I shouldn’t watch the nightly news. It makes me crazy. Tonight on ABC they reported (although not as breaking news!) that numbers were “way up” and “31 states had increases in infections.” Since I hadn’t looked at the numbers for several days, I found this alarming. I immediately went to the Hopkin’s COVID-19 dashboard to see what was happening.
There actually was a fall in new infections, as the post-labor day bump seems to be receding. Also, deaths remain low despite the mid September raise in infections. Testing continues to increase so these numbers are not the result of decreased diagnoses.
State by state data also did not seem to correlate with the national news. Only half of the states saw any increases in infections over the past seven days. Many of these were like Montana, where the number of cases remains low (13,000 total) so that small increases in numbers make for large percent increases.
If there is any cause for concern, it is in the R0 values. While they have not changed in the past two weeks, they are still above the levels of six weeks ago, and 12 states remain above a value of 1.1. This suggests widening infection in these states, especially in some of the northeastern states that previously had lower numbers. Thirty states did have a value above 1.0, so maybe that generated the ABC headline. This value, however, has not changed in a month.
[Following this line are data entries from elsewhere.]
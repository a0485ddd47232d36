//! SQLite bootstrap for the durable record backend.
//!
//! # Responsibility
//! - Open file or in-memory connections configured for the kv backend.
//! - Apply schema migrations in order before anything reads or writes.
//!
//! # Invariants
//! - Schema version is tracked via `PRAGMA user_version`.
//! - A database written by a newer build is refused, never downgraded.

use std::error::Error;
use std::fmt::{Display, Formatter};

pub mod migrations;
mod open;

pub use open::{open_db, open_db_in_memory};

pub type DbResult<T> = Result<T, DbError>;

#[derive(Debug)]
pub enum DbError {
    Sqlite(rusqlite::Error),
    UnsupportedSchemaVersion {
        db_version: u32,
        latest_supported: u32,
    },
    SchemaNotMigrated {
        db_version: u32,
        expected: u32,
    },
}

impl Display for DbError {
    fn fmt(&self, f: &mut Formatter<'_>) -> std::fmt::Result {
        match self {
            Self::Sqlite(err) => write!(f, "{err}"),
            Self::UnsupportedSchemaVersion {
                db_version,
                latest_supported,
            } => write!(
                f,
                "database schema version {db_version} is newer than supported {latest_supported}"
            ),
            Self::SchemaNotMigrated {
                db_version,
                expected,
            } => write!(
                f,
                "database schema version {db_version} is not migrated; expected {expected}"
            ),
        }
    }
}

impl Error for DbError {
    fn source(&self) -> Option<&(dyn Error + 'static)> {
        match self {
            Self::Sqlite(err) => Some(err),
            Self::UnsupportedSchemaVersion { .. } | Self::SchemaNotMigrated { .. } => None,
        }
    }
}

impl From<rusqlite::Error> for DbError {
    fn from(value: rusqlite::Error) -> Self {
        Self::Sqlite(value)
    }
}
//! CLI smoke entry point.
//!
//! # Responsibility
//! - Verify `staffbook_core` linkage and print store stats for a database.
//!
//! Usage: `staffbook_cli [db-path [log-dir]]`. Without a db path an in-memory
//! database is used; without a log dir logging stays off. A relative log dir
//! is resolved against the working directory.

use staffbook_core::db::{open_db, open_db_in_memory};
use staffbook_core::{init_logging, LogConfig, RecordStore, SqliteBackend, StoreConfig};
use std::path::Path;
use std::process::ExitCode;

fn main() -> ExitCode {
    println!("staffbook_core ping={}", staffbook_core::ping());
    println!("staffbook_core version={}", staffbook_core::core_version());

    let args: Vec<String> = std::env::args().skip(1).collect();
    let cwd = std::env::current_dir().unwrap_or_default();
    if let Some(config) = log_config_from_arg(args.get(1).map(String::as_str), &cwd) {
        match init_logging(&config) {
            Ok(()) => println!("logging dir={}", config.log_dir.display()),
            Err(err) => eprintln!("logging disabled: {err}"),
        }
    }

    let conn = match args.first().map(String::as_str) {
        Some(path) => open_db(path),
        None => open_db_in_memory(),
    };
    let conn = match conn {
        Ok(conn) => conn,
        Err(err) => {
            eprintln!("failed to open database: {err}");
            return ExitCode::FAILURE;
        }
    };
    let backend = match SqliteBackend::try_new(&conn) {
        Ok(backend) => backend,
        Err(err) => {
            eprintln!("failed to attach backend: {err}");
            return ExitCode::FAILURE;
        }
    };

    let store = RecordStore::open(backend, StoreConfig::default());
    if store.load_outcome().is_reset() {
        println!("store load=reset");
    }
    store.show_stats();
    let stats = store.get_stats();
    println!(
        "store persons={} active={} internal={} external={} evaluations={}",
        stats.total_persons,
        stats.active_persons,
        stats.internal_persons,
        stats.external_persons,
        stats.total_evaluations
    );
    ExitCode::SUCCESS
}

fn log_config_from_arg(arg: Option<&str>, cwd: &Path) -> Option<LogConfig> {
    let raw = arg.map(str::trim).filter(|raw| !raw.is_empty())?;
    let dir = Path::new(raw);
    if dir.is_absolute() {
        Some(LogConfig::new(dir))
    } else {
        Some(LogConfig::new(cwd.join(dir)))
    }
}
//! Ordered schema migrations for the kv backend.
//!
//! # Invariants
//! - `version` values are strictly increasing.
//! - Pending migrations run in one transaction; `user_version` follows each.

use crate::db::{DbError, DbResult};
use log::info;
use rusqlite::Connection;

#[derive(Debug, Clone, Copy)]
struct Migration {
    version: u32,
    sql: &'static str,
}

const MIGRATIONS: &[Migration] = &[
    Migration {
        version: 1,
        sql: include_str!("0001_kv_entries.sql"),
    },
    Migration {
        version: 2,
        sql: include_str!("0002_kv_entries_size.sql"),
    },
];

/// Latest schema version this build understands.
pub fn latest_version() -> u32 {
    MIGRATIONS.last().map_or(0, |migration| migration.version)
}

/// Brings `conn` up to `latest_version()`.
pub fn apply_migrations(conn: &mut Connection) -> DbResult<()> {
    let current = current_version(conn)?;
    let latest = latest_version();

    if current > latest {
        return Err(DbError::UnsupportedSchemaVersion {
            db_version: current,
            latest_supported: latest,
        });
    }
    if current == latest {
        return Ok(());
    }

    let tx = conn.transaction()?;
    for migration in MIGRATIONS.iter().filter(|m| m.version > current) {
        tx.execute_batch(migration.sql)?;
        tx.execute_batch(&format!("PRAGMA user_version = {};", migration.version))?;
    }
    tx.commit()?;

    info!("event=db_migrate module=db status=ok from={current} to={latest}");
    Ok(())
}

/// Reads `PRAGMA user_version`.
pub fn current_version(conn: &Connection) -> DbResult<u32> {
    let version = conn.query_row("PRAGMA user_version;", [], |row| row.get::<_, u32>(0))?;
    Ok(version)
}
//! Key-value persistence contract for the record store.
//!
//! # Responsibility
//! - Define the synchronous string get/set capability the store writes to.
//! - Keep storage transport details out of store logic.
//!
//! # Invariants
//! - Values are opaque strings; backends never parse them.
//! - No atomicity across keys: a failure between two `set` calls leaves the
//!   earlier key updated.

use crate::db::DbError;
use std::error::Error;
use std::fmt::{Display, Formatter};

pub mod memory;
pub mod sqlite;

pub type BackendResult<T> = Result<T, BackendError>;

/// Transport-level failure of a record backend.
#[derive(Debug)]
pub enum BackendError {
    Db(DbError),
    /// Write would push stored bytes past the backend quota.
    QuotaExceeded {
        key: String,
        required_bytes: usize,
        quota_bytes: usize,
    },
}

impl Display for BackendError {
    fn fmt(&self, f: &mut Formatter<'_>) -> std::fmt::Result {
        match self {
            Self::Db(err) => write!(f, "{err}"),
            Self::QuotaExceeded {
                key,
                required_bytes,
                quota_bytes,
            } => write!(
                f,
                "storage quota exceeded writing `{key}`: {required_bytes} bytes > {quota_bytes}"
            ),
        }
    }
}

impl Error for BackendError {
    fn source(&self) -> Option<&(dyn Error + 'static)> {
        match self {
            Self::Db(err) => Some(err),
            Self::QuotaExceeded { .. } => None,
        }
    }
}

impl From<DbError> for BackendError {
    fn from(value: DbError) -> Self {
        Self::Db(value)
    }
}

impl From<rusqlite::Error> for BackendError {
    fn from(value: rusqlite::Error) -> Self {
        Self::Db(DbError::Sqlite(value))
    }
}

/// Synchronous string key-value storage.
pub trait RecordBackend {
    /// Returns the stored value, or `None` when the key was never written.
    fn get(&self, key: &str) -> BackendResult<Option<String>>;
    /// Stores `value`, replacing any previous one.
    fn set(&self, key: &str, value: &str) -> BackendResult<()>;
}

impl<T: RecordBackend + ?Sized> RecordBackend for &T {
    fn get(&self, key: &str) -> BackendResult<Option<String>> {
        (**self).get(key)
    }

    fn set(&self, key: &str, value: &str) -> BackendResult<()> {
        (**self).set(key, value)
    }
}
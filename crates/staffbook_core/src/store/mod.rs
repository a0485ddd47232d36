//! Record store: CRUD, search, export/import over a kv backend.
//!
//! # Responsibility
//! - Own the in-memory person/evaluation/settings state.
//! - Write full state back to the backend after every mutation.
//!
//! # See also
//! - `crate::backend` for the storage contract.

pub mod record_store;
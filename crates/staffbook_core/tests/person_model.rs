use serde_json::json;
use staffbook_core::{Person, PersonDraft, PersonKind, PersonPatch};

#[test]
fn person_uses_camel_case_wire_fields() {
    let draft = PersonDraft::new("A1")
        .name("Ali", "Rezai")
        .position("Eng")
        .kind(PersonKind::Internal);
    let person = Person::from_draft(
        draft,
        1_700_000_000_123,
        "2023-11-14T22:13:20.123Z".to_string(),
        "2023/11/14".to_string(),
    );

    let json = serde_json::to_value(&person).unwrap();
    assert_eq!(json["id"], 1_700_000_000_123_i64);
    assert_eq!(json["code"], "A1");
    assert_eq!(json["firstName"], "Ali");
    assert_eq!(json["lastName"], "Rezai");
    assert_eq!(json["type"], "internal");
    assert_eq!(json["isActive"], true);
    assert_eq!(json["createdAt"], "2023-11-14T22:13:20.123Z");
    assert_eq!(json["registerDate"], "2023/11/14");
    assert!(json.get("updatedAt").is_none());
    assert!(json.get("deactivatedAt").is_none());
}

#[test]
fn unknown_fields_survive_roundtrip() {
    let stored = json!({
        "id": 42,
        "code": "B7",
        "firstName": "Sara",
        "lastName": "Karimi",
        "position": "Ops",
        "type": "external",
        "isActive": true,
        "phone": "0912",
        "tags": ["night-shift"]
    });

    let person: Person = serde_json::from_value(stored.clone()).unwrap();
    assert_eq!(person.kind, Some(PersonKind::External));
    assert_eq!(person.extra["phone"], "0912");

    let reencoded = serde_json::to_value(&person).unwrap();
    assert_eq!(reencoded, stored);
}

#[test]
fn missing_fields_default_and_missing_is_active_means_inactive() {
    let person: Person = serde_json::from_value(json!({ "id": 1, "code": "X" })).unwrap();
    assert_eq!(person.first_name, "");
    assert_eq!(person.kind, None);
    assert!(!person.is_active);
    assert!(person.extra.is_empty());
}

#[test]
fn patch_apply_only_touches_present_fields() {
    let mut person: Person = serde_json::from_value(json!({
        "id": 1,
        "code": "A1",
        "firstName": "Ali",
        "lastName": "Rezai",
        "position": "Eng",
        "type": "internal",
        "isActive": true,
        "phone": "0912"
    }))
    .unwrap();

    let patch: PersonPatch =
        serde_json::from_value(json!({ "position": "Lead", "phone": "0935" })).unwrap();
    patch.apply_to(&mut person);

    assert_eq!(person.position, "Lead");
    assert_eq!(person.first_name, "Ali");
    assert_eq!(person.kind, Some(PersonKind::Internal));
    assert!(person.is_active);
    assert_eq!(person.extra["phone"], "0935");
}

#[test]
fn matches_term_folds_names_but_not_code() {
    let person: Person = serde_json::from_value(json!({
        "code": "AB-1",
        "firstName": "Ali",
        "lastName": "Rezai",
        "position": "Engineer",
        "isActive": true
    }))
    .unwrap();

    assert!(person.matches_term("ali"));
    assert!(person.matches_term("engi"));
    assert!(person.matches_term("-1"));
    assert!(!person.matches_term("ab-1"));
}

#[test]
fn draft_cannot_override_generated_fields() {
    let draft: PersonDraft = serde_json::from_value(json!({
        "code": "A1",
        "isActive": false,
        "createdAt": "yesterday",
        "id": 7,
        "phone": "0912"
    }))
    .unwrap();
    let person = Person::from_draft(
        draft,
        1_700_000_000_123,
        "2023-11-14T22:13:20.123Z".to_string(),
        "2023/11/14".to_string(),
    );

    assert!(person.is_active);
    assert_eq!(person.id, 1_700_000_000_123);
    assert_eq!(person.extra.len(), 1);
    assert_eq!(person.extra["phone"], "0912");

    let encoded = serde_json::to_string(&person).unwrap();
    assert_eq!(encoded.matches("\"isActive\"").count(), 1);
    let reread: Person = serde_json::from_str(&encoded).unwrap();
    assert_eq!(reread, person);
}

#[test]
fn patch_ignores_store_owned_fields() {
    let mut person: Person = serde_json::from_value(json!({
        "id": 1,
        "code": "A1",
        "isActive": true,
        "createdAt": "2023-11-14T22:13:20.123Z"
    }))
    .unwrap();

    let patch: PersonPatch = serde_json::from_value(json!({
        "createdAt": "x",
        "updatedAt": "y",
        "deactivatedAt": "z",
        "id": 99,
        "team": "core"
    }))
    .unwrap();
    patch.apply_to(&mut person);

    assert_eq!(person.id, 1);
    assert_eq!(person.created_at.as_deref(), Some("2023-11-14T22:13:20.123Z"));
    assert_eq!(person.updated_at, None);
    assert_eq!(person.deactivated_at, None);
    assert_eq!(person.extra.len(), 1);
    assert_eq!(person.extra["team"], "core");

    let encoded = serde_json::to_string(&person).unwrap();
    let reread: Person = serde_json::from_str(&encoded).unwrap();
    assert_eq!(reread, person);
}

#[test]
fn stored_nulls_and_numbers_decode_leniently() {
    let person: Person = serde_json::from_value(json!({
        "id": 1_700_000_000_000.0,
        "code": 42,
        "firstName": null,
        "lastName": "Rezai",
        "position": false,
        "type": null,
        "isActive": "yes",
        "createdAt": null
    }))
    .unwrap();

    assert_eq!(person.id, 1_700_000_000_000);
    assert_eq!(person.code, "42");
    assert_eq!(person.first_name, "");
    assert_eq!(person.position, "false");
    assert_eq!(person.kind, None);
    assert!(!person.is_active);
    assert_eq!(person.created_at, None);
    assert!(person.extra.is_empty());
}

#[test]
fn patch_with_null_fields_leaves_record_alone() {
    let mut person: Person =
        serde_json::from_value(json!({ "id": 1, "code": "A1", "firstName": "Ali", "isActive": true }))
            .unwrap();
    let patch: PersonPatch =
        serde_json::from_value(json!({ "firstName": null, "code": 7, "isActive": null })).unwrap();
    patch.apply_to(&mut person);

    assert_eq!(person.first_name, "Ali");
    assert_eq!(person.code, "7");
    assert!(person.is_active);
}
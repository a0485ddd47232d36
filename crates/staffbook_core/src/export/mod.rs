//! Destinations for exported backup documents.
//!
//! # Responsibility
//! - Accept a file name plus serialized export and deliver it somewhere.
//!
//! # Invariants
//! - File names are plain names; sinks reject anything with a path component.

use log::info;
use std::error::Error;
use std::fmt::{Display, Formatter};
use std::path::{Path, PathBuf};

/// Delivery failure of an export sink.
#[derive(Debug)]
pub enum ExportSinkError {
    InvalidFileName(String),
    Io(std::io::Error),
}

impl Display for ExportSinkError {
    fn fmt(&self, f: &mut Formatter<'_>) -> std::fmt::Result {
        match self {
            Self::InvalidFileName(name) => write!(f, "invalid export file name `{name}`"),
            Self::Io(err) => write!(f, "{err}"),
        }
    }
}

impl Error for ExportSinkError {
    fn source(&self) -> Option<&(dyn Error + 'static)> {
        match self {
            Self::InvalidFileName(_) => None,
            Self::Io(err) => Some(err),
        }
    }
}

impl From<std::io::Error> for ExportSinkError {
    fn from(value: std::io::Error) -> Self {
        Self::Io(value)
    }
}

/// Receives one serialized export per call.
pub trait ExportSink {
    fn write_export(&mut self, file_name: &str, contents: &str) -> Result<(), ExportSinkError>;
}

/// Writes exports as files under a directory, created on first use.
#[derive(Debug, Clone)]
pub struct DirectoryExportSink {
    dir: PathBuf,
}

impl DirectoryExportSink {
    pub fn new(dir: impl Into<PathBuf>) -> Self {
        Self { dir: dir.into() }
    }

    pub fn dir(&self) -> &Path {
        &self.dir
    }
}

impl ExportSink for DirectoryExportSink {
    fn write_export(&mut self, file_name: &str, contents: &str) -> Result<(), ExportSinkError> {
        ensure_plain_file_name(file_name)?;
        std::fs::create_dir_all(&self.dir)?;
        let path = self.dir.join(file_name);
        std::fs::write(&path, contents)?;
        info!(
            "event=export_write module=export status=ok bytes={} path={}",
            contents.len(),
            path.display()
        );
        Ok(())
    }
}

/// Keeps exports in memory, in write order.
#[derive(Debug, Clone, Default)]
pub struct BufferedExportSink {
    files: Vec<(String, String)>,
}

impl BufferedExportSink {
    pub fn new() -> Self {
        Self::default()
    }

    pub fn files(&self) -> &[(String, String)] {
        &self.files
    }

    /// Contents of the most recent export.
    pub fn last(&self) -> Option<&str> {
        self.files.last().map(|(_, contents)| contents.as_str())
    }
}

impl ExportSink for BufferedExportSink {
    fn write_export(&mut self, file_name: &str, contents: &str) -> Result<(), ExportSinkError> {
        ensure_plain_file_name(file_name)?;
        self.files
            .push((file_name.to_string(), contents.to_string()));
        Ok(())
    }
}

fn ensure_plain_file_name(file_name: &str) -> Result<(), ExportSinkError> {
    let is_plain = !file_name.is_empty()
        && file_name != "."
        && file_name != ".."
        && !file_name.contains(['/', '\\']);
    if is_plain {
        Ok(())
    } else {
        Err(ExportSinkError::InvalidFileName(file_name.to_string()))
    }
}
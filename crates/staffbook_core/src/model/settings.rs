//! App settings record.

use crate::config::StoreConfig;
use crate::model::lenient;
use serde::{Deserialize, Serialize};

/// Persisted app-level settings.
#[derive(Debug, Clone, PartialEq, Eq, Serialize, Deserialize)]
#[serde(rename_all = "camelCase")]
pub struct Settings {
    #[serde(default, deserialize_with = "lenient::string")]
    pub app_name: String,
    #[serde(default, deserialize_with = "lenient::string")]
    pub version: String,
    /// ISO timestamp of the most recent export, `null` before the first one.
    #[serde(default, deserialize_with = "lenient::opt_string")]
    pub last_backup: Option<String>,
}

impl Settings {
    /// Settings used when storage holds none or was reset.
    pub fn defaults_for(config: &StoreConfig) -> Self {
        Self {
            app_name: config.app_name.clone(),
            version: config.app_version.clone(),
            last_backup: None,
        }
    }
}
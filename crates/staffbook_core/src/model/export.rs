//! Export envelope, import summary and aggregate stats.

use crate::model::evaluation::Evaluation;
use crate::model::person::Person;
use crate::model::settings::Settings;
use serde::{Deserialize, Serialize};

/// Full-state export document.
///
/// Wire shape:
/// `{ exportInfo: { date, app, version, records: { persons, evaluations } },
///    persons, evaluations, settings }`.
#[derive(Debug, Clone, PartialEq, Serialize, Deserialize)]
#[serde(rename_all = "camelCase")]
pub struct ExportEnvelope {
    pub export_info: ExportInfo,
    pub persons: Vec<Person>,
    pub evaluations: Vec<Evaluation>,
    pub settings: Settings,
}

/// Export metadata block.
#[derive(Debug, Clone, PartialEq, Eq, Serialize, Deserialize)]
pub struct ExportInfo {
    /// ISO timestamp of the export.
    pub date: String,
    pub app: String,
    pub version: String,
    pub records: ExportRecordCounts,
}

#[derive(Debug, Clone, Copy, PartialEq, Eq, Serialize, Deserialize)]
pub struct ExportRecordCounts {
    pub persons: usize,
    pub evaluations: usize,
}

/// What an import replaced. `None` means the key was absent and the
/// collection was left alone.
#[derive(Debug, Clone, Copy, Default, PartialEq, Eq)]
pub struct ImportSummary {
    pub persons: Option<usize>,
    pub evaluations: Option<usize>,
    pub settings_replaced: bool,
}

impl ImportSummary {
    pub fn replaced_anything(&self) -> bool {
        self.persons.is_some() || self.evaluations.is_some() || self.settings_replaced
    }
}

/// Aggregate counts over the current collections.
#[derive(Debug, Clone, Copy, Default, PartialEq, Eq, Serialize, Deserialize)]
#[serde(rename_all = "camelCase")]
pub struct StoreStats {
    pub total_persons: usize,
    pub active_persons: usize,
    pub internal_persons: usize,
    pub external_persons: usize,
    pub total_evaluations: usize,
}

impl StoreStats {
    /// Full scan over persons and evaluations.
    pub fn collect(persons: &[Person], evaluations: &[Evaluation]) -> Self {
        persons.iter().fold(
            Self {
                total_persons: persons.len(),
                total_evaluations: evaluations.len(),
                ..Self::default()
            },
            |mut stats, person| {
                if person.is_active {
                    stats.active_persons += 1;
                }
                if person.is_internal() {
                    stats.internal_persons += 1;
                } else if person.is_external() {
                    stats.external_persons += 1;
                }
                stats
            },
        )
    }
}
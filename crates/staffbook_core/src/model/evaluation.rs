//! Evaluation records.

/// Opaque evaluation blob, stored and exported exactly as received.
pub type Evaluation = serde_json::Value;
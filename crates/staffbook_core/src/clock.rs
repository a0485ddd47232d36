//! Time source for record timestamps.

use chrono::{DateTime, SecondsFormat, Utc};

/// Supplies the current instant to the store.
pub trait Clock {
    fn now(&self) -> DateTime<Utc>;
}

/// Wall-clock time.
#[derive(Debug, Clone, Copy, Default)]
pub struct SystemClock;

impl Clock for SystemClock {
    fn now(&self) -> DateTime<Utc> {
        Utc::now()
    }
}

/// Always returns the same instant.
#[derive(Debug, Clone, Copy, PartialEq, Eq)]
pub struct FixedClock(pub DateTime<Utc>);

impl FixedClock {
    /// Builds a fixed clock from epoch milliseconds.
    ///
    /// Out-of-range values fall back to the unix epoch.
    pub fn from_epoch_ms(epoch_ms: i64) -> Self {
        Self(DateTime::<Utc>::from_timestamp_millis(epoch_ms).unwrap_or_default())
    }
}

impl Clock for FixedClock {
    fn now(&self) -> DateTime<Utc> {
        self.0
    }
}

/// Formats an instant as `YYYY-MM-DDTHH:MM:SS.mmmZ`.
pub fn iso_timestamp(at: DateTime<Utc>) -> String {
    at.to_rfc3339_opts(SecondsFormat::Millis, true)
}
So no, there is no dramatic overall increase in COVID-19 infections today as reported by ABC. The actual numbers suggest ongoing COVID-19 infections at a consistent rate in the United States without an increase in mortality. Because of this, the case fatality rate for COVID-19 continues to drop, meaning the infection is better treated or less severe than it was in the spring.
Overall, while this is not something to celebrate it is important to note as we move into the fall and winter. The data also begs the question whether there will be an anticipated increase in infections this winter. This possibility is total conjecture at this point.